(RAW DATA begins)
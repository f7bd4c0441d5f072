//! Extraction tests against a complete WSDL fixture

mod common;

use pretty_assertions::assert_eq;
use wsdldoc::model::{Port, TypeEntry};
use wsdldoc::namespaces::{Ns, WSDL_NAMESPACE};
use wsdldoc::{parse_str, ExtractOptions, Extractor, FieldCollection};

fn count(xml: &str, ns: Ns, local: &str) -> usize {
    let doc = roxmltree::Document::parse(xml).unwrap();
    doc.descendants()
        .filter(|n| n.is_element() && n.has_tag_name((ns.uri(), local)))
        .count()
}

#[test]
fn test_extraction_completeness() {
    let xml = common::fixture("user_service.wsdl");
    let model = parse_str(&xml).unwrap();

    assert_eq!(model.services.len(), count(&xml, Ns::Wsdl, "service"));
    assert_eq!(model.bindings.len(), count(&xml, Ns::Wsdl, "binding"));
    assert_eq!(model.port_types.len(), count(&xml, Ns::Wsdl, "portType"));
    assert_eq!(model.messages.len(), count(&xml, Ns::Wsdl, "message"));
    assert_eq!(model.types.len(), 4);
}

#[test]
fn test_target_namespace_and_services() {
    let model = parse_str(&common::fixture("user_service.wsdl")).unwrap();

    assert_eq!(model.target_namespace, "http://example.com/users");
    assert_eq!(
        model.services[0].ports,
        vec![Port {
            name: "UserSoapPort".into(),
            binding: "UserSoapBinding".into(),
            address: "http://example.com/soap12/users".into(),
        }]
    );
}

#[test]
fn test_operation_without_soap_operation() {
    let model = parse_str(&common::fixture("user_service.wsdl")).unwrap();

    let binding = &model.bindings[0];
    assert_eq!(binding.operations[1].name, "PlaceOrder");
    assert_eq!(binding.operations[1].soap_action, "");
    assert_eq!(model.soap_action_for("UserPortType", "PlaceOrder"), "");
    assert_eq!(
        model.soap_action_for("UserPortType", "GetUser"),
        "http://example.com/users/GetUser"
    );
}

#[test]
fn test_orphaned_binding_is_kept() {
    let model = parse_str(&common::fixture("user_service.wsdl")).unwrap();

    let audit = model.bindings.iter().find(|b| b.name == "AuditBinding").unwrap();
    assert_eq!(audit.port_type, "AuditPortType");
    assert!(model.port_types.iter().all(|pt| pt.name != audit.port_type));
    assert_eq!(audit.operations[0].soap_action, "http://example.com/audit");
    assert_eq!(audit.style, "document");
}

#[test]
fn test_promoted_element_fields() {
    let model = parse_str(&common::fixture("user_service.wsdl")).unwrap();

    let Some(TypeEntry::ComplexType(order)) = model.type_entry("Order") else {
        panic!("Order should be promoted to a complex type");
    };
    let fields: Vec<_> = order
        .fields
        .iter()
        .map(|f| (f.name.as_str(), f.min_occurs.as_str(), f.max_occurs.as_str()))
        .collect();
    assert_eq!(fields, vec![("id", "1", "1"), ("qty", "1", "1")]);
}

#[test]
fn test_field_attributes() {
    let model = parse_str(&common::fixture("user_service.wsdl")).unwrap();

    let Some(TypeEntry::ComplexType(request)) = model.type_entry("UserRequestType") else {
        panic!("UserRequestType should be a complex type");
    };
    assert_eq!(request.documentation, "Lookup criteria for a user.");
    assert_eq!(request.fields[0].documentation, "Primary key");
    assert_eq!(request.fields[1].type_ref, "Address");
    assert_eq!(request.fields[1].occurs(), "0..1");
    assert!(request.fields[1].is_nillable());

    let Some(TypeEntry::Element(name)) = model.type_entry("UserName") else {
        panic!("UserName should be a simple element");
    };
    assert_eq!(name.data_type, "string");
    assert_eq!(name.documentation, "Display name");
}

#[test]
fn test_direct_field_collection_option() {
    let xml = format!(
        r#"<definitions xmlns="{}" xmlns:xsd="http://www.w3.org/2001/XMLSchema">
             <types><xsd:schema>
               <xsd:element name="Envelope">
                 <xsd:complexType><xsd:sequence>
                   <xsd:element name="header">
                     <xsd:complexType><xsd:sequence>
                       <xsd:element name="token" type="xsd:string"/>
                     </xsd:sequence></xsd:complexType>
                   </xsd:element>
                   <xsd:choice>
                     <xsd:element name="a" type="xsd:string"/>
                     <xsd:element name="b" type="xsd:string"/>
                   </xsd:choice>
                 </xsd:sequence></xsd:complexType>
               </xsd:element>
             </xsd:schema></types>
           </definitions>"#,
        WSDL_NAMESPACE
    );
    let doc = roxmltree::Document::parse(&xml).unwrap();

    let names = |collection| {
        let options = ExtractOptions::default().with_field_collection(collection);
        let model = Extractor::with_options(options).extract(&doc, "");
        match &model.types[0] {
            TypeEntry::ComplexType(ct) => ct.fields.iter().map(|f| f.name.clone()).collect::<Vec<_>>(),
            other => panic!("unexpected entry {:?}", other),
        }
    };

    assert_eq!(names(FieldCollection::Descendants), vec!["header", "token", "a", "b"]);
    assert_eq!(names(FieldCollection::DirectChildren), vec!["header", "a", "b"]);
}

#[test]
fn test_foreign_namespace_is_ignored() {
    let model = parse_str(
        r#"<definitions xmlns="urn:not-wsdl">
             <message name="Lookalike"/>
           </definitions>"#,
    )
    .unwrap();
    assert!(model.messages.is_empty());
}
(RAW DATA ends)
◆ WHAT YOU ARE ASKED TO DO:
Please reproduce the data as it was given, with every line exact.

◆ TASK ANSWER:
repository f7bd4c0441d5f072
//! Extraction tests against a complete WSDL fixture

mod common;

use pretty_assertions::assert_eq;
use wsdldoc::model::{Port, TypeEntry};
use wsdldoc::namespaces::{Ns, WSDL_NAMESPACE};
use wsdldoc::{parse_str, ExtractOptions, Extractor, FieldCollection};

fn count(xml: &str, ns: Ns, local: &str) -> usize {
    let doc = roxmltree::Document::parse(xml).unwrap();
    doc.descendants()
        .filter(|n| n.is_element() && n.has_tag_name((ns.uri(), local)))
        .count()
}

#[test]
fn test_extraction_completeness() {
    let xml = common::fixture("user_service.wsdl");
    let model = parse_str(&xml).unwrap();

    assert_eq!(model.services.len(), count(&xml, Ns::Wsdl, "service"));
    assert_eq!(model.bindings.len(), count(&xml, Ns::Wsdl, "binding"));
    assert_eq!(model.port_types.len(), count(&xml, Ns::Wsdl, "portType"));
    assert_eq!(model.messages.len(), count(&xml, Ns::Wsdl, "message"));
    assert_eq!(model.types.len(), 4);
}

#[test]
fn test_target_namespace_and_services() {
    let model = parse_str(&common::fixture("user_service.wsdl")).unwrap();

    assert_eq!(model.target_namespace, "http://example.com/users");
    assert_eq!(
        model.services[0].ports,
        vec![Port {
            name: "UserSoapPort".into(),
            binding: "UserSoapBinding".into(),
            address: "http://example.com/soap12/users".into(),
        }]
    );
}

#[test]
fn test_operation_without_soap_operation() {
    let model = parse_str(&common::fixture("user_service.wsdl")).unwrap();

    let binding = &model.bindings[0];
    assert_eq!(binding.operations[1].name, "PlaceOrder");
    assert_eq!(binding.operations[1].soap_action, "");
    assert_eq!(model.soap_action_for("UserPortType", "PlaceOrder"), "");
    assert_eq!(
        model.soap_action_for("UserPortType", "GetUser"),
        "http://example.com/users/GetUser"
    );
}

#[test]
fn test_orphaned_binding_is_kept() {
    let model = parse_str(&common::fixture("user_service.wsdl")).unwrap();

    let audit = model.bindings.iter().find(|b| b.name == "AuditBinding").unwrap();
    assert_eq!(audit.port_type, "AuditPortType");
    assert!(model.port_types.iter().all(|pt| pt.name != audit.port_type));
    assert_eq!(audit.operations[0].soap_action, "http://example.com/audit");
    assert_eq!(audit.style, "document");
}

#[test]
fn test_promoted_element_fields() {
    let model = parse_str(&common::fixture("user_service.wsdl")).unwrap();

    let Some(TypeEntry::ComplexType(order)) = model.type_entry("Order") else {
        panic!("Order should be promoted to a complex type");
    };
    let fields: Vec<_> = order
        .fields
        .iter()
        .map(|f| (f.name.as_str(), f.min_occurs.as_str(), f.max_occurs.as_str()))
        .collect();
    assert_eq!(fields, vec![("id", "1", "1"), ("qty", "1", "1")]);
}

#[test]
fn test_field_attributes() {
    let model = parse_str(&common::fixture("user_service.wsdl")).unwrap();

    let Some(TypeEntry::ComplexType(request)) = model.type_entry("UserRequestType") else {
        panic!("UserRequestType should be a complex type");
    };
    assert_eq!(request.documentation, "Lookup criteria for a user.");
    assert_eq!(request.fields[0].documentation, "Primary key");
    assert_eq!(request.fields[1].type_ref, "Address");
    assert_eq!(request.fields[1].occurs(), "0..1");
    assert!(request.fields[1].is_nillable());

    let Some(TypeEntry::Element(name)) = model.type_entry("UserName") else {
        panic!("UserName should be a simple element");
    };
    assert_eq!(name.data_type, "string");
    assert_eq!(name.documentation, "Display name");
}

#[test]
fn test_direct_field_collection_option() {
    let xml = format!(
        r#"<definitions xmlns="{}" xmlns:xsd="http://www.w3.org/2001/XMLSchema">
             <types><xsd:schema>
               <xsd:element name="Envelope">
                 <xsd:complexType><xsd:sequence>
                   <xsd:element name="header">
                     <xsd:complexType><xsd:sequence>
                       <xsd:element name="token" type="xsd:string"/>
                     </xsd:sequence></xsd:complexType>
                   </xsd:element>
                   <xsd:choice>
                     <xsd:element name="a" type="xsd:string"/>
                     <xsd:element name="b" type="xsd:string"/>
                   </xsd:choice>
                 </xsd:sequence></xsd:complexType>
               </xsd:element>
             </xsd:schema></types>
           </definitions>"#,
        WSDL_NAMESPACE
    );
    let doc = roxmltree::Document::parse(&xml).unwrap();

    let names = |collection| {
        let options = ExtractOptions::default().with_field_collection(collection);
        let model = Extractor::with_options(options).extract(&doc, "");
        match &model.types[0] {
            TypeEntry::ComplexType(ct) => ct.fields.iter().map(|f| f.name.clone()).collect::<Vec<_>>(),
            other => panic!("unexpected entry {:?}", other),
        }
    };

    assert_eq!(names(FieldCollection::Descendants), vec!["header", "token", "a", "b"]);
    assert_eq!(names(FieldCollection::DirectChildren), vec!["header", "a", "b"]);
}

#[test]
fn test_foreign_namespace_is_ignored() {
    let model = parse_str(
        r#"<definitions xmlns="urn:not-wsdl">
             <message name="Lookalike"/>
           </definitions>"#,
    )
    .unwrap();
    assert!(model.messages.is_empty());
}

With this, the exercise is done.